When it comes to direct rivalry, perhaps Samsung B7610 OmniaPRO is definitely among the alternatives of XPERIA X2. The integrated Touch Wiz UI and the extensive customization of the default WinMo interface allow for a nicer user experience. The OmniaPRO also offers some really nice performance thanks to its 800MHz CPU.
Along with that, the HTC Touch Pro 2 has the proprietary TouchFLO 3D to show off plus specs-wise it's almost a full match for the X2.
On Symbian turf, the Nokia N97 and the upcoming N97 mini already have their fan base. The touch-enabled Symbian-powered N97 is ready to fire with a bigger screen, QWERTY keyboard, 32GB internal storage, Nseries media skill - though with a lower resolution camera that is somehow unfit for its price range. Its QWERTY keyboard is a 3-row piece only, but it's the only other current competitor with a tilting screen. The mini version has similar features, but cuts down the excess memory storage and loses some screen real estate in an attempt to offer a more pocketable (and probably more cheaper) package.
Nokia N900 running Maemo 5 is another serious threat for the whole Windows Mobile branch. It comes with big screen, 32 GB storage and the same hardware (processor, RAM and graphics) as the Samsung Omnia HD, iPhone 3GS and Palm Pre. It also sports a 3-row QWERTY and 5 megapixel camera, just like the N97.
But the real threat comes from the promising Linux-based Maemo 5 OS. It should offer much more fluidness and eye-candy than the competing OS's. With its tablet roots, but compact design, the Nokia N900 should offer quite a competitive package.
But if you're a die-hard XPERIA fan, you can always get the Sony Ericsson XPERIA X1 at a bargain price. It offers almost similar specs (at least the same CPU, mind you), and the blending of Sony Ericsson and HTC bloodlines has produced a rock solid performer.
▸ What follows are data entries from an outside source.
pub mod config;
pub mod error;
pub mod types;

pub use config::PowerPredictConfig;
pub use error::{PowerPredictError, Result};
pub use types::*;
The XPERIA X1 will not get Windows Mobile 6.5 officially, but clever users will probably port the whole X2 software to X1 anyway. That being said, a word of caution is due here as many users report phone panels cracking randomly without any reason whatsoever in the first months of use.
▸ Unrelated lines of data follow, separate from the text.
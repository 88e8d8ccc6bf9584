//! Chat session controller.
//!
//! Owns the linear transcript and the open/typing flags. A user turn is split
//! in two: [`ChatSession::begin_turn`] appends the user message and raises the
//! typing flag, [`ChatSession::complete_turn`] appends the single bot reply and
//! lowers it. The async helpers sleep between the two phases.

use std::time::Duration;

use powerpredict_core::config::ChatConfig;
use powerpredict_core::types::{Appliance, BillCalculation};
use tracing::debug;

use crate::advisor::{respond, validate_query};
use crate::error::ChatError;
use crate::random::{RandomSource, StdRandom};
use crate::types::ChatMessage;

/// Opening lines; one is picked at random when the chat first opens.
pub const GREETINGS: [&str; 3] = [
    "Hello! I'm your Energy Assistant. I can help you reduce your electricity bill and optimize your energy usage. What would you like to know?",
    "Hi there! I'm here to help you save energy and money. Ask me anything about your electricity usage!",
    "Welcome! I'm your personal energy advisor. How can I help you lower your power bill today?",
];

/// Quick-start chips. The greeting carries the first [`GREETING_SUGGESTION_COUNT`].
pub const QUICK_SUGGESTIONS: [&str; 6] = [
    "How to reduce my bill?",
    "LED vs incandescent bulbs",
    "Best AC temperature?",
    "Phantom load devices",
    "Energy efficient appliances",
    "Solar panel benefits",
];

pub const GREETING_SUGGESTION_COUNT: usize = 3;

/// Observable session state.
#[derive(Debug, Clone, Copy, PartialEq, Eq)]
pub enum SessionState {
    Closed,
    /// Open with an empty transcript (greeting not yet delivered).
    OpenEmpty,
    OpenActive,
}

/// How the user produced a message. Decides the reply delay.
#[derive(Debug, Clone, Copy, PartialEq, Eq)]
pub enum TurnOrigin {
    Typed,
    Suggestion,
}

/// A user turn waiting for its bot reply.
#[derive(Debug)]
pub struct PendingTurn {
    pub query: String,
    pub origin: TurnOrigin,
    /// How long the bot "types" before replying.
    pub delay: Duration,
    seq: u64,
}

/// One chat widget instance.
pub struct ChatSession<R: RandomSource = StdRandom> {
    config: ChatConfig,
    rng: R,
    messages: Vec<ChatMessage>,
    is_open: bool,
    is_typing: bool,
    /// Id of the turn allowed to complete; bumped on every begin and clear.
    turn_seq: u64,
}

impl ChatSession<StdRandom> {
    pub fn new(config: ChatConfig) -> Self {
        Self::with_random(config, StdRandom::new())
    }
}

impl<R: RandomSource> ChatSession<R> {
    /// Session with an injected random source.
    pub fn with_random(config: ChatConfig, rng: R) -> Self {
        Self {
            config,
            rng,
            messages: Vec::new(),
            is_open: false,
            is_typing: false,
            turn_seq: 0,
        }
    }

    // ========================================================================
    // Open / close
    // ========================================================================

    /// Open the chat. Returns the greeting delay when a greeting is due.
    pub fn open(&mut self) -> Option<Duration> {
        if self.is_open {
            return None;
        }
        self.is_open = true;
        debug!("Chat opened");
        if self.messages.is_empty() {
            Some(Duration::from_millis(self.config.greeting_delay_ms))
        } else {
            None
        }
    }

    /// Append the greeting if the chat is open and still empty.
    pub fn deliver_greeting(&mut self) -> Option<&ChatMessage> {
        if !self.is_open || !self.messages.is_empty() {
            return None;
        }
        let greeting = GREETINGS[self.rng.pick_index(GREETINGS.len())];
        let chips = QUICK_SUGGESTIONS
            .iter()
            .take(GREETING_SUGGESTION_COUNT)
            .map(|s| s.to_string())
            .collect();
        Some(self.push(ChatMessage::bot(greeting, Some(chips))))
    }

    /// Hide the chat. The transcript is kept.
    pub fn close(&mut self) {
        self.is_open = false;
        debug!("Chat closed");
    }

    /// Empty the transcript and drop any pending reply.
    pub fn clear(&mut self) {
        self.messages.clear();
        self.is_typing = false;
        self.turn_seq += 1;
    }

    // ========================================================================
    // Turns
    // ========================================================================

    /// Append the user message and start typing.
    ///
    /// Nothing is appended when the chat is closed, busy, or the text is
    /// empty or too long.
    pub fn begin_turn(&mut self, text: &str, origin: TurnOrigin) -> Result<PendingTurn, ChatError> {
        if !self.is_open {
            return Err(ChatError::Closed);
        }
        if self.is_typing {
            return Err(ChatError::Busy);
        }
        let query = validate_query(text, self.config.max_message_length)?.to_string();

        let delay_ms = match origin {
            TurnOrigin::Typed => self
                .rng
                .pick_delay_ms(self.config.typing_delay_min_ms, self.config.typing_delay_max_ms),
            TurnOrigin::Suggestion => self.config.suggestion_delay_ms,
        };

        self.messages.push(ChatMessage::user(query.clone()));
        self.is_typing = true;
        self.turn_seq += 1;
        debug!(?origin, delay_ms, "Turn started");

        Ok(PendingTurn {
            query,
            origin,
            delay: Duration::from_millis(delay_ms),
            seq: self.turn_seq,
        })
    }

    /// Answer a pending turn with the advisory engine.
    ///
    /// Returns `None` when the turn went stale because the chat was cleared.
    pub fn complete_turn(
        &mut self,
        turn: PendingTurn,
        bill: Option<&BillCalculation>,
        appliances: &[Appliance],
    ) -> Option<&ChatMessage> {
        if !self.is_current(&turn) {
            return None;
        }
        Some(self.answer(&turn.query, bill, appliances))
    }

    /// Answer a pending turn with externally produced text.
    pub fn complete_turn_with_reply(
        &mut self,
        turn: PendingTurn,
        text: impl Into<String>,
    ) -> Option<&ChatMessage> {
        if !self.is_current(&turn) {
            return None;
        }
        self.is_typing = false;
        Some(self.push(ChatMessage::bot(text, None)))
    }

    // ========================================================================
    // Async helpers
    // ========================================================================

    /// Open the chat and wait out the greeting delay.
    pub async fn open_and_greet(&mut self) -> Option<&ChatMessage> {
        let delay = self.open()?;
        tokio::time::sleep(delay).await;
        self.deliver_greeting()
    }

    /// Submit a message, wait the typing delay, and return the bot reply.
    ///
    /// Dropping the future before it resolves abandons the turn: the user
    /// message stays in the transcript without a reply and the typing flag
    /// is lowered so the session accepts input again.
    pub async fn send(
        &mut self,
        text: &str,
        origin: TurnOrigin,
        bill: Option<&BillCalculation>,
        appliances: &[Appliance],
    ) -> Result<&ChatMessage, ChatError> {
        let turn = self.begin_turn(text, origin)?;
        let mut reset = AbandonOnDrop {
            session: &mut *self,
            armed: true,
        };
        tokio::time::sleep(turn.delay).await;
        reset.armed = false;
        drop(reset);
        Ok(self.answer(&turn.query, bill, appliances))
    }

    // ========================================================================
    // Accessors
    // ========================================================================

    pub fn messages(&self) -> &[ChatMessage] {
        &self.messages
    }

    pub fn is_open(&self) -> bool {
        self.is_open
    }

    pub fn is_typing(&self) -> bool {
        self.is_typing
    }

    pub fn state(&self) -> SessionState {
        match (self.is_open, self.messages.is_empty()) {
            (false, _) => SessionState::Closed,
            (true, true) => SessionState::OpenEmpty,
            (true, false) => SessionState::OpenActive,
        }
    }

    pub fn config(&self) -> &ChatConfig {
        &self.config
    }

    fn is_current(&self, turn: &PendingTurn) -> bool {
        self.is_typing && turn.seq == self.turn_seq
    }

    fn answer(
        &mut self,
        query: &str,
        bill: Option<&BillCalculation>,
        appliances: &[Appliance],
    ) -> &ChatMessage {
        let response = respond(query, bill, appliances, &mut self.rng);
        self.is_typing = false;
        self.push(ChatMessage::bot(response.text, Some(response.suggestions)))
    }

    fn push(&mut self, message: ChatMessage) -> &ChatMessage {
        self.messages.push(message);
        &self.messages[self.messages.len() - 1]
    }
}

/// Lowers the typing flag of a turn whose future was dropped mid-delay.
struct AbandonOnDrop<'a, R: RandomSource> {
    session: &'a mut ChatSession<R>,
    armed: bool,
}

impl<R: RandomSource> Drop for AbandonOnDrop<'_, R> {
    fn drop(&mut self) {
        if self.armed {
            debug!("Pending turn abandoned");
            self.session.is_typing = false;
            self.session.turn_seq += 1;
        }
    }
}
//! CLI argument definitions for the PowerPredict application.
//!
//! Uses `clap` with derive macros for ergonomic argument parsing.
//! Priority resolution: CLI args > env vars > config file > defaults.

use clap::{Args, Parser, Subcommand};
use std::path::PathBuf;

use powerpredict_core::types::{BillSettings, EfficiencyRating, HomeSize, Season};

/// Port used when neither flag, env var nor config provides one.
const DEFAULT_PORT: u16 = 5000;

/// PowerPredict: household electricity bill estimator and energy-saving advisor.
#[derive(Parser, Debug)]
#[command(name = "powerpredict", version, about)]
pub struct CliArgs {
    /// Path to the configuration file.
    #[arg(short = 'c', long = "config", global = true)]
    pub config: Option<PathBuf>,

    /// Log level (trace, debug, info, warn, error).
    #[arg(short = 'l', long = "log-level", global = true)]
    pub log_level: Option<String>,

    #[command(subcommand)]
    pub command: Command,
}

#[derive(Subcommand, Debug)]
pub enum Command {
    /// Run the HTTP API server.
    Serve {
        /// API server port.
        #[arg(short = 'p', long = "port")]
        port: Option<u16>,

        /// Bind address.
        #[arg(long = "host")]
        host: Option<String>,
    },

    /// Estimate the monthly bill for a JSON appliance list.
    Estimate {
        /// JSON file holding an array of appliances.
        appliances: PathBuf,

        #[command(flatten)]
        settings: SettingsArgs,
    },

    /// Chat with the energy assistant on the terminal.
    Chat {
        /// JSON appliance list used to personalize answers.
        #[arg(short = 'a', long = "appliances")]
        appliances: Option<PathBuf>,

        #[command(flatten)]
        settings: SettingsArgs,
    },
}

/// Bill settings overrides. Unset flags keep the configured defaults.
#[derive(Args, Debug, Default, Clone)]
pub struct SettingsArgs {
    /// Utility region, e.g. "Pacific".
    #[arg(long = "region")]
    pub region: Option<String>,

    /// spring, summer, fall or winter.
    #[arg(long = "season")]
    pub season: Option<Season>,

    /// small, medium or large.
    #[arg(long = "home-size")]
    pub home_size: Option<HomeSize>,

    /// poor, average, good or excellent.
    #[arg(long = "efficiency")]
    pub efficiency: Option<EfficiencyRating>,

    /// Apply time-of-use category factors.
    #[arg(long = "time-of-use")]
    pub time_of_use: bool,
}

impl SettingsArgs {
    /// Overlay the flags on top of `base`.
    pub fn apply(&self, base: &BillSettings) -> BillSettings {
        let mut settings = base.clone();
        if let Some(ref region) = self.region {
            settings.region = region.clone();
        }
        if let Some(season) = self.season {
            settings.season = season;
        }
        if let Some(home_size) = self.home_size {
            settings.home_size = home_size;
        }
        if let Some(efficiency) = self.efficiency {
            settings.efficiency_rating = efficiency;
        }
        if self.time_of_use {
            settings.use_time_of_use = true;
        }
        settings
    }
}

impl CliArgs {
    /// Resolve the configuration file path.
    ///
    /// Priority: --config flag > POWERPREDICT_CONFIG env var > ~/.powerpredict/config.toml.
    pub fn resolve_config_path(&self) -> PathBuf {
        if let Some(ref p) = self.config {
            return p.clone();
        }
        if let Ok(p) = std::env::var("POWERPREDICT_CONFIG") {
            return PathBuf::from(p);
        }
        default_config_path()
    }

    /// Resolve the API server port.
    ///
    /// Priority: --port flag > POWERPREDICT_PORT env var > config file value > 5000.
    pub fn resolve_port(&self, config_port: u16) -> u16 {
        if let Command::Serve { port: Some(p), .. } = self.command {
            return p;
        }
        if let Ok(val) = std::env::var("POWERPREDICT_PORT") {
            if let Ok(p) = val.parse::<u16>() {
                return p;
            }
        }
        if config_port != 0 {
            return config_port;
        }
        DEFAULT_PORT
    }

    /// Resolve the log level.
    ///
    /// Priority: --log-level flag > config file value > "info".
    pub fn resolve_log_level(&self, config_level: Option<&str>) -> String {
        self.log_level
            .clone()
            .or_else(|| config_level.map(str::to_string))
            .unwrap_or_else(|| "info".to_string())
    }
}

/// Question text of an `/ask` chat command, or `None` for anything else.
///
/// The command must stand alone or be followed by whitespace, so
/// "/asking about LEDs" is an ordinary message.
pub fn ask_command(input: &str) -> Option<&str> {
    let rest = input.strip_prefix("/ask")?;
    if rest.is_empty() {
        return Some(rest);
    }
    rest.starts_with(char::is_whitespace).then(|| rest.trim_start())
}

/// Default config file path for the current platform.
fn default_config_path() -> PathBuf {
    #[cfg(target_os = "windows")]
    if let Ok(home) = std::env::var("USERPROFILE") {
        return PathBuf::from(home).join(".powerpredict").join("config.toml");
    }
    #[cfg(not(target_os = "windows"))]
    if let Ok(home) = std::env::var("HOME") {
        return PathBuf::from(home).join(".powerpredict").join("config.toml");
    }
    PathBuf::from("config.toml")
}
The Sony Ericsson XPERIA X2 is surely one of the most rumored and eagerly awaited devices. It packs top notch functionality with a special incline towards imaging and video recording. That and the larger display and DivX/XviD video support are probably the biggest improvements over the previous XPERIA X1.
Well, truth be told, now that we've spent some time with the XPERIA X2, it's hard to stay as passionate about it as we started off. The nice imaging capabilities are not a sufficient excuse for the still relatively small display (3.5 inches would have been way better) and the unrefined Windows Mobile interface.
Competing Samsung and especially HTC have done some wonderful job covering the WinMo with a much more user friendly and nice looking UIs - and they've also come up some quite nice phone designs as well. Those are two things we can hardly say about the Sony Ericsson XEPRIA X2. Sony Ericsson are far behind with their Panels interface and their new Shortcuts menu.
The Sony Ericsson XPERIA X2 is hardly the ground breaking device that tech journalist like us and the users alike have been waiting for. And we don't think that even in a few months time (when X2 gets to the market) it will be able to offer something new and exciting enough to entice you - unless of course you're after an extra expensive WinMo full QWERTY device with only a nice camera to brag about.